The Wiz Responds: Ah, the joys of an incomplete fermentation. I’ll start by answering your last question first. Yes, moving your carboys to a warmer place is a very good idea. I don’t know the average temperature in your basement, but it’s likely that — if your basement is below 55 ºF (13 ºC) — cooler temperatures did contribute to a slow-down and the eventual sticking of your fermentation. Most yeast become sluggish (some can even start shutting down) if their ambient temperature of the wine drops below 55 ºF (13 ºC). It’s a good idea to check with the manufacturer for the specific characteristics of your yeast strain, but most commercial yeast strains are happiest in a 60–80 ºF (16–27 ºC) temperature range.

With regards to your 15 gallons (57 L) of wine that still has residual sugar — the approach you take will depend on how much of an interventionist you want to be. You obviously have some residual sugar or malic acid that is still getting consumed by yeast or lactic acid bacteria. The organism or organisms still living in your wine are producing carbon dioxide gas as they finish out the fermentation in the corked bottles, causing the perceived spritziness in your wine as well as the popping of your corks.
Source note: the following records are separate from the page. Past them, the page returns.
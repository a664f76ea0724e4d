//! Dump utility configuration.

use serde::{Deserialize, Serialize};

/// How the external database dump utility is invoked.
#[derive(Debug, Clone, Serialize, Deserialize)]
pub struct DumpConfig {
    /// Executable name or path of the dump utility.
    #[serde(default = "default_binary")]
    pub binary: String,
    /// Environment variable through which the password is handed over.
    #[serde(default = "default_password_env")]
    pub password_env: String,
    /// Additional arguments appended after the connection parameters.
    #[serde(default)]
    pub extra_args: Vec<String>,
    /// Maximum attempts for an enqueued backup job.
    #[serde(default = "default_max_attempts")]
    pub max_attempts: i32,
}

impl Default for DumpConfig {
    fn default() -> Self {
        Self {
            binary: default_binary(),
            password_env: default_password_env(),
            extra_args: Vec::new(),
            max_attempts: default_max_attempts(),
        }
    }
}

fn default_binary() -> String {
    "pg_dumpall".to_string()
}

fn default_password_env() -> String {
    "PGPASSWORD".to_string()
}

fn default_max_attempts() -> i32 {
    1
}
If, as you say, you don’t mind the fizziness and find that standing your bottles up rather than storing them on their sides keeps the corks from popping, go ahead and store them upright. Since this wine seems to be relatively unstable and not meant for long-term aging anyway, I wouldn’t worry about the corks getting dry as they’ll be fine by the time you drink it.

Long story short, it’s best, as we all know, to start with a good, healthy and strong fermentation that will finish itself out. I think that moving your current vintage up into your house to a warmer locale is a good place to start your troubleshooting.